From 1972-1980 a number of citys had put people movers in there plans and the UMTA had money to match to build these projects The GAO office in 1980 then did a invetigation of using people movers as opposed to other modes in downtown areas and concluded that people movers had no avantage over other modes. But remember this was the Reagan Era and Reagan was cutting everything that was not a MX Missile. see-

The Urban Mass Transportation Administration (UMTA), which provides financial and technical aid to develop and improve urban mass transportation, believes that downtown people movers could help solve the problems of increasing transit deficits, traffic congestion, and associated air pollution. In April 1976, UMTA announced its program to demonstrate the benefits of people mover systems in urban downtown areas. The objectives of this program are to test the operating cost savings automated guideway transit systems might deliver and to assess their economic impacts on central cities. In 1976, four cities were selected as demonstration cities. UMTA estimated that $220 million in Federal funds would be required to implement people mover systems in the four cities. UMTA also stated that three other cities would be permitted to develop people movers if they could do so with existing grant commitments. In 1977, Congress told UMTA to consider four more cities; UMTA also added another city to the list. A review of the program was undertaken, because the announced $220 million commitment for four new demonstration projects was to be funded from the UMTA discretionary capital grant resources, and because of the probability that the commitment would increase as project cost estimates and the number of projects increased. The review efforts were concentrated on the UMTA rationale for the program, the need for multiple projects, program goals, and proposed project evaluations.

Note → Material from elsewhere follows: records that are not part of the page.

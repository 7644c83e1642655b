pub mod finding;
pub mod types;

pub use finding::{Finding, FindingKind, Severity};
pub use types::{
    Brake, CompositeResult, CriterionId, CriterionScore, DecisionDocument, EvaluationReport,
    Paragraph,
};
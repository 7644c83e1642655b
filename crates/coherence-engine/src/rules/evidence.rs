//! Assessment contrary to the express content of the evidence

use shared_types::{Finding, FindingKind};

use super::collect::signature_rule;
use super::RuleContext;
use crate::patterns::Tag;

/// A cited medium whose content is negative, yet read as proving the fact
pub fn check_assessment_contrary_to_evidence(ctx: &RuleContext) -> Vec<Finding> {
    signature_rule(
        ctx,
        |p| p.has_all(&[Tag::EvidenceMedium, Tag::NegativeContent, Tag::StrongInference]),
        |_| FindingKind::AssessmentContraryToEvidence,
    )
}

#[cfg(test)]
mod tests {
    use super::*;
    use crate::tagger::tag_paragraphs;
    use crate::text::segment_paragraphs;

    #[test]
    fn test_negative_content_read_as_proof() {
        let paragraphs = tag_paragraphs(segment_paragraphs(
            "El agente declaró que no vio el arma, lo que demuestra que la ocultó.\n\n\
             El agente declaró que no vio el arma.\n\n\
             Según el informe, no se aprecia lesión alguna.",
        ));
        let findings = check_assessment_contrary_to_evidence(&RuleContext::new(&paragraphs));

        assert_eq!(findings.len(), 1);
        assert_eq!(findings[0].paragraphs, vec![1]);
        assert_eq!(findings[0].severity, shared_types::Severity::Critical);
    }
}
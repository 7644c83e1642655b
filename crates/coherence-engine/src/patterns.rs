//! Declarative catalog of legal-reasoning patterns
//!
//! Every concept the rule engine reasons about is a [`Tag`] backed by a list
//! of case-insensitive alternatives. The tagger evaluates the catalog once per
//! paragraph and the rules only combine tags, so no rule performs its own text
//! search. Alternatives are regular-expression fragments; most are plain
//! phrases.

use lazy_static::lazy_static;
use regex::{Regex, RegexSet};

/// Evidentiary insufficiency
pub const DOUBT: &[&str] = &[
    "no existe prueba suficiente",
    "no se ha acreditado",
    "no se ha demostrado",
    "no se ha probado",
    "no se cuenta con prueba suficiente",
    "no hay elementos suficientes",
];

/// Full certainty / accreditation
pub const CERTAINTY: &[&str] = &[
    "ha quedado acreditado",
    "se encuentra plenamente probado",
    "plena certeza",
    "se ha demostrado de manera fehaciente",
    "plenamente demostrado",
];

/// Alternative hypotheses admittedly not excluded
pub const ALTERNATIVES_NOT_EXCLUDED: &[&str] = &[
    "no se descartan otras versiones",
    "no se descartan otras hipótesis",
    "no puede descartarse",
    "no puede excluirse",
    "no se ha descartado la versión del imputado",
];

/// Sole possible explanation
pub const SOLE_EXPLANATION: &[&str] = &[
    "única explicación posible",
    "única explicación razonable",
    "única conclusión posible",
    "la única hipótesis plausible",
    "la única explicación atendible",
];

pub const SIMPLE_SUSPICION: &[&str] = &["sospecha simple", "mera sospecha", "sospecha inicial"];

pub const GRAVE_SUSPICION: &[&str] = &["sospecha grave", "sospecha reveladora"];

pub const INDICIUM: &[&str] = &[
    r"\bindicio\b",
    r"\bindicios\b",
    r"\bhecho indiciario\b",
    r"\bhechos indiciarios\b",
    r"\bhecho base\b",
];

/// Expert and forensic sources
pub const STRONG_SOURCE: &[&str] = &[
    r"\bpericia\b",
    r"\binforme pericial\b",
    r"\bperito\b",
    r"\binforme t[eé]cnico\b",
    r"\bdictamen\b",
    r"\bpericia oficial\b",
];

/// Witness and declarative sources
pub const WEAK_SOURCE: &[&str] = &[
    r"\btestigo\b",
    r"\bdeclaraci[oó]n\b",
    r"\bmanifestaci[oó]n\b",
    r"\bversi[oó]n del imputado\b",
];

/// Joint or convergent assessment of indicia
pub const CONVERGENCE: &[&str] = &[
    "en su conjunto",
    "considerados en su conjunto",
    "valorados en conjunto",
    "en forma conjunta",
    "en conjunto permiten concluir",
    "indicios convergentes",
    "coherentes entre s[ií]",
];

pub const WEAK_EVALUATION: &[&str] = &[
    r"(?:indicio|prueba|elemento|medio de prueba).{0,80}(?:no es concluyente|no resulta concluyente|no es determinante|no es suficiente|es d[eé]bil|tiene escaso valor|poca fuerza acreditativa|no permite afirmar|solo sugiere|aporta poco|limitado alcance probatorio)",
];

pub const STRONG_EVALUATION: &[&str] = &[
    r"(?:indicio|prueba|elemento|medio de prueba).{0,80}(?:es contundente|resulta contundente|es concluyente|resulta concluyente|es determinante|resulta determinante|es rotundo|inequ[ií]voco|de singular fuerza acreditativa|permite afirmar sin duda|permite tener por cierto|permite tener por plenamente acreditado)",
];

/// Explicit incompatibility between indicia
pub const INDICIA_CONFLICT: &[&str] = &[
    "no coincide con",
    "contradice",
    "incompatible con",
    "no guarda relaci[oó]n",
    "no se relaciona",
    "resulta incompatible",
    "es inconsistente con",
    "se opone a",
    "discrepa",
];

/// Language articulating indicia with one another
pub const CONNECTION: &[&str] = &[
    "relaci[oó]n l[oó]gica",
    "conexi[oó]n",
    "v[ií]nculo",
    "enlace",
    "coherencia externa",
    "armoniza",
];

pub const MERE_PRESENCE: &[&str] = &[
    "por el solo hecho de encontrarse",
    "por el solo hecho de estar",
    "basta la presencia",
    "por estar en el lugar",
];

/// Broad attribution of knowledge, used with mere presence
pub const ASSUMED_KNOWLEDGE: &[&str] = &[
    "deb[ií]a conocer",
    "sab[ií]a",
    "no pod[ií]a ignorar",
    "ten[ií]a conocimiento",
];

pub const POSITION: &[&str] = &[
    "por su calidad de",
    "en su condici[oó]n de",
    "en su calidad de",
    "por su cargo de",
];

pub const RESPONSIBILITY: &[&str] = &[
    "es responsable",
    "dirig[ií]a",
    "orden[oó]",
    "autoriz[oó]",
    "dispuso",
    "ten[ií]a dominio del hecho",
];

pub const CATEGORICAL_CONCLUSION: &[&str] = &[
    "es evidente que",
    "resulta evidente que",
    "no cabe duda de que",
    "resulta incuestionable que",
    "es indudable que",
];

/// Any mention of evidence backing a categorical conclusion
pub const EVIDENCE_REFERENCE: &[&str] = &[
    "prueba",
    "pruebas",
    "indicio",
    "indicios",
    "hecho indiciario",
    "hechos indiciarios",
    "pericia",
    "perito",
    "informe pericial",
    "informe t[eé]cnico",
    "testigo",
    "testigos",
    "declaraci[oó]n",
    "declaraciones",
    "acta",
    "actas",
    "informe",
];

pub const TESTIMONY: &[&str] = &[
    "testigo",
    "declaraci[oó]n",
    "manifestaci[oó]n",
    "versi[oó]n del imputado",
];

/// Probative force attributed beyond what the source can carry
pub const UNDUE_STRENGTH: &[&str] = &[
    "indicio contundente",
    "prueba concluyente",
    "prueba determinante",
    "prueba inequ[ií]voca",
    "permite tener por acreditado",
    "demuestra claramente",
    "acredita fehacientemente",
];

pub const AUTHORSHIP: &[&str] = &[
    "particip[oó]",
    "coordin[oó]",
    "dirigi[oó]",
    "orden[oó]",
    "autoriz[oó]",
    "ten[ií]a dominio del hecho",
    "responsable del hecho",
];

pub const CONCLUDING_CONNECTOR: &[&str] = &[
    "por tanto",
    "por ende",
    "en consecuencia",
    "por consiguiente",
    "se concluye que",
    "queda acreditado que",
    "resulta acreditado que",
    "resulta probado que",
    "se tiene por probado que",
];

/// Evidence integrated in an inferential step
pub const INDICIARY_SUPPORT: &[&str] = &[
    "prueba",
    "pruebas",
    "indicio",
    "indicios",
    "hecho indiciario",
    "hechos indiciarios",
    "pericia",
    "perito",
    "acta",
    "informe",
    "testigo",
    "declaraci[oó]n",
    "documento",
];
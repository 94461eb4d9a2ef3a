/*! Implements the transformations of propositional formulae to Negation Normal Form (NNF),
Conjunctive Normal Form (CNF) and Disjunctive Normal Form (DNF).

The transformations share a single pipeline: implications, bi-implications and cardinality
constraints are rewritten into basic connectives, negations are pushed to the variables, the
tree is flattened and finally, for CNF and DNF, the distributive laws are applied to every
top-level subformula within a literal limit. In CNF, subformulae whose expansion exceeds the
limit are encoded with the Tseitin transformation instead.
*/
mod classify;
mod cnf;
mod connective;
mod distribute;
mod dnf;
mod nnf;
mod normal_form;
mod simplify;
mod tseitin;

pub use classify::{classify, is_normal_form, Classification, Form};
pub use cnf::{to_cnf, ToCnf};
pub use distribute::{Distributor, Interrupt};
pub use dnf::{to_dnf, ToDnf};
pub use nnf::{to_nnf, Nnf, ToNnf};
pub use tseitin::{Substitution, Tseitin};

use crate::syntax::{self, Expr};
use std::sync::{
    atomic::{AtomicBool, Ordering},
    Arc,
};
use thiserror::Error;

/// Is the type of errors arising from transforming formulae to normal forms.
#[derive(Error, Debug)]
pub enum Error {
    /// Is returned when a formula contains a node that cannot be transformed, such as a
    /// quantifier.
    #[error("cannot transform `{kind}` in `{}`", .formula.to_string())]
    UnsupportedExpressionKind { kind: &'static str, formula: Expr },

    /// Is returned when the input tree violates a well-formedness condition.
    #[error("malformed expression tree")]
    MalformedTree {
        #[from]
        source: syntax::Error,
    },

    /// Is returned when the transformation is cancelled through a [`CancelToken`].
    #[error("transformation cancelled")]
    Cancelled,

    /// Is returned when distributing a formula into DNF produces more literals than the
    /// configured limit. Unlike CNF, DNF has no equisatisfiable fallback encoding.
    #[error("DNF distribution exceeded the literal limit of {limit}")]
    DnfLimitExceeded { limit: usize },
}

impl Error {
    pub(crate) fn unsupported(formula: &Expr) -> Self {
        Self::UnsupportedExpressionKind {
            kind: formula.kind(),
            formula: formula.clone(),
        }
    }
}

/// A flag for cooperatively cancelling a running transformation, for example, from another
/// thread after a timeout.
///
/// **Example**:
/// ```rust
/// # use razor_nf::syntax::{Expr, Var};
/// use razor_nf::transform::{CancelToken, Config, Error, ToCnf};
///
/// let token = CancelToken::new();
/// let config = Config::default().with_cancel_token(token.clone());
///
/// token.cancel();
/// let formula: Expr = Var::from("a").into();
/// let formula = formula.clone().or(Expr::not(formula));
/// assert!(matches!(formula.cnf_with(&config), Err(Error::Cancelled)));
/// ```
#[derive(Clone, Default, Debug)]
pub struct CancelToken(Arc<AtomicBool>);

impl CancelToken {
    /// Returns a token that is not cancelled.
    pub fn new() -> Self {
        Self::default()
    }

    /// Cancels every transformation observing the receiver or one of its clones.
    pub fn cancel(&self) {
        self.0.store(true, Ordering::Relaxed);
    }

    /// Returns true if the receiver has been cancelled.
    pub fn is_cancelled(&self) -> bool {
        self.0.load(Ordering::Relaxed)
    }
}

/// Configures normal-form transformations.
#[derive(Clone, Debug)]
pub struct Config {
    literal_limit: Option<usize>,
    tseitin_prefix: String,
    cancel: Option<CancelToken>,
}

impl Default for Config {
    fn default() -> Self {
        Self {
            literal_limit: None,
            tseitin_prefix: DEFAULT_TSEITIN_PREFIX.into(),
            cancel: None,
        }
    }
}

/// Is the default prefix of the auxiliary variables introduced by the Tseitin
/// transformation.
pub const DEFAULT_TSEITIN_PREFIX: &str = "_t";

impl Config {
    /// Limits the number of literals that the distributive laws may produce for a single
    /// top-level subformula.
    pub fn with_literal_limit(self, limit: usize) -> Self {
        Self {
            literal_limit: Some(limit),
            ..self
        }
    }

    /// Sets the prefix of the names of auxiliary variables.
    pub fn with_tseitin_prefix<S: Into<String>>(self, prefix: S) -> Self {
        Self {
            tseitin_prefix: prefix.into(),
            ..self
        }
    }

    /// Makes the transformation observe `token`.
    pub fn with_cancel_token(self, token: CancelToken) -> Self {
        Self {
            cancel: Some(token),
            ..self
        }
    }

    /// Returns the literal limit; `None` stands for no limit.
    pub fn literal_limit(&self) -> Option<usize> {
        self.literal_limit
    }

    /// Returns the prefix of the names of auxiliary variables.
    pub fn tseitin_prefix(&self) -> &str {
        &self.tseitin_prefix
    }

    /// Returns the cancellation token of the receiver, if any.
    pub fn cancel_token(&self) -> Option<&CancelToken> {
        self.cancel.as_ref()
    }

    pub(crate) fn check_cancelled(&self) -> Result<(), Error> {
        match &self.cancel {
            Some(token) if token.is_cancelled() => Err(Error::Cancelled),
            _ => Ok(()),
        }
    }
}
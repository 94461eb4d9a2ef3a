#[macro_export]
macro_rules! var {
    ($v:ident) => {
        $crate::syntax::Var::from(stringify!($v))
    };
}

#[macro_export]
macro_rules! lit {
    (~$v:ident) => {
        $crate::syntax::Literal::Neg($crate::var!($v))
    };
    ($v:ident) => {
        $crate::syntax::Literal::Pos($crate::var!($v))
    };
}

#[macro_export]
macro_rules! clause {
    (@acc () -> ($($result:tt)*)) => {
        {
            let lits: Vec<$crate::syntax::Literal> = vec![$($result)*];
            lits.into_iter().collect::<$crate::syntax::Clause>()
        }
    };
    (@acc (~$v:ident $(, $($tail:tt)*)?) -> ($($result:tt)*)) => {
        $crate::clause!(@acc ($($($tail)*)?) -> ($($result)* $crate::lit!(~$v),))
    };
    (@acc ($v:ident $(, $($tail:tt)*)?) -> ($($result:tt)*)) => {
        $crate::clause!(@acc ($($($tail)*)?) -> ($($result)* $crate::lit!($v),))
    };
    ($($tail:tt)*) => {
        $crate::clause!(@acc ($($tail)*) -> ())
    };
}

UMTA had spent about $14.4 million on the nine projects through fiscal year 1979, and the May 1980 estimated Federal share of the projects was $675 million. UMTA has not adequately shown why each of the presently planned projects is needed to meet program objectives. UMTA officials believe that multiple projects are necessary to: (1) assure that at least one project is implemented; (2) test different technologies; (3) minimize the risk of failure to meet project expectations; and (4) reflect local differences such as climate and economic conditions which might affect project results. GAO did not believe these arguments justified the potential $675 million Federal investment in the demonstration projects. UMTA intends to compare people mover performances and impacts with selected alternatives such as bus and rail. These comparisons may not be conclusive because the operating data of the transit alternatives will not reflect potential actions to improve their effectiveness and efficiency. Also, the UMTA selection criteria do not assure that all potentially competitive alternatives are compared with each people mover project. Provisions have not been made to obtain data on alternatives.

Recommendation: The Secretary of Transportation should direct the Administrator, UMTA, to: justify the need for each of the presently planned demonstration projects by specifically stating what program objectives are being addressed by each project and why these objectives cannot be met with fewer projects; and seek guidance from Congress if the congressionally directed projects are affected by this justification process. Further, the Secretary should direct the UMTA Administrator to: compare each people mover project with all potentially competitive transit alternatives; adjust the cost and performance data of transit alternatives for the effects of actions to improve their operating efficiency and effectiveness before comparing them with people mover projects; conduct studies of transit alternatives to develop cost and performance information, if it is not readily available; clarify the evaluation plan for determining why changes occur in such factors as ridership and congestion in people mover project areas; and evaluate economic impacts of transit alternatives as well as people movers.